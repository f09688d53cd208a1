//! Business exceptions applied during reconciliation, expressed as data.
//!
//! Hand-maintained spreadsheets need two kinds of correction:
//!
//! - **Stray header rows.** Sections get copy-pasted with their header line,
//!   so a "NOMBRE" or "DIRECTOR" row shows up in the middle of the data.
//!   [`RowRules::is_header`] recognizes them by name or by organizational unit.
//!   The reconciler only asks for rows without an id.
//! - **Per-person corrections.** A handful of people carry a role or unit the
//!   sheet gets wrong (directors, assistants). Each correction is an
//!   [`OverrideRule`]: a predicate over the normalized name plus the fields to
//!   force. Rules are evaluated in order and the first match wins.
//!
//! Both lists come from configuration; see [`crate::config::ImportConfig`].

use serde::{Deserialize, Serialize};

/// Predicate over a normalized (trimmed, upper-case) employee name.
#[derive(Debug, Clone, PartialEq, Eq, Serialize, Deserialize)]
#[serde(rename_all = "snake_case")]
pub enum NameMatch {
    /// Name equals the value after the same normalization.
    Exact(String),
    /// Name starts with the value after the same normalization.
    Prefix(String),
}

impl NameMatch {
    pub fn matches(&self, normalized_name: &str) -> bool {
        match self {
            NameMatch::Exact(name) => normalize_name(name) == normalized_name,
            NameMatch::Prefix(prefix) => normalized_name.starts_with(&normalize_name(prefix)),
        }
    }

    fn pattern(&self) -> &str {
        match self {
            NameMatch::Exact(s) | NameMatch::Prefix(s) => s,
        }
    }
}

/// One business exception: who it applies to and what it forces.
#[derive(Debug, Clone, PartialEq, Eq, Serialize, Deserialize)]
#[serde(deny_unknown_fields)]
pub struct OverrideRule {
    #[serde(rename = "match")]
    pub matcher: NameMatch,
    #[serde(default, skip_serializing_if = "Option::is_none")]
    pub puesto: Option<String>,
    #[serde(default, skip_serializing_if = "Option::is_none")]
    pub gerencia: Option<String>,
}

impl OverrideRule {
    pub fn exact(name: &str) -> Self {
        Self {
            matcher: NameMatch::Exact(name.to_string()),
            puesto: None,
            gerencia: None,
        }
    }

    pub fn prefix(prefix: &str) -> Self {
        Self {
            matcher: NameMatch::Prefix(prefix.to_string()),
            puesto: None,
            gerencia: None,
        }
    }

    pub fn role(mut self, puesto: &str) -> Self {
        self.puesto = Some(puesto.to_string());
        self
    }

    pub fn unit(mut self, gerencia: &str) -> Self {
        self.gerencia = Some(gerencia.to_string());
        self
    }

    /// Problem with this rule, if any. Used by config validation.
    pub fn problem(&self) -> Option<String> {
        if self.matcher.pattern().trim().is_empty() {
            return Some("override match value must not be empty".into());
        }
        if self.puesto.is_none() && self.gerencia.is_none() {
            return Some(format!(
                "override for '{}' sets neither puesto nor gerencia",
                self.matcher.pattern()
            ));
        }
        None
    }
}

/// Fields an override forces onto a record.
#[derive(Debug, Clone, Copy, PartialEq, Eq)]
pub struct Overrides<'a> {
    pub puesto: Option<&'a str>,
    pub gerencia: Option<&'a str>,
}

/// The full rule set consulted for each imported row.
#[derive(Debug, Clone, Default, PartialEq, Eq)]
pub struct RowRules {
    pub header_names: Vec<String>,
    pub header_units: Vec<String>,
    pub overrides: Vec<OverrideRule>,
}

impl RowRules {
    /// Whether a row is a stray header rather than an employee.
    ///
    /// `unit` is compared trimmed and upper-cased.
    pub fn is_header(&self, normalized_name: &str, unit: &str) -> bool {
        let unit = unit.trim().to_uppercase();
        self.header_names
            .iter()
            .any(|h| normalize_name(h) == normalized_name)
            || self.header_units.iter().any(|h| normalize_name(h) == unit)
    }

    /// Overrides of the first rule matching `normalized_name`.
    pub fn overrides_for(&self, normalized_name: &str) -> Option<Overrides<'_>> {
        self.overrides
            .iter()
            .find(|rule| rule.matcher.matches(normalized_name))
            .map(|rule| Overrides {
                puesto: rule.puesto.as_deref(),
                gerencia: rule.gerencia.as_deref(),
            })
    }
}

/// Name normalization shared by import and rule matching: trim, upper-case.
pub fn normalize_name(name: &str) -> String {
    name.trim().to_uppercase()
}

» **What you will do**:
Using the records above, count the lines containing "bool". Give no words besides the number.

» **Response area**:
2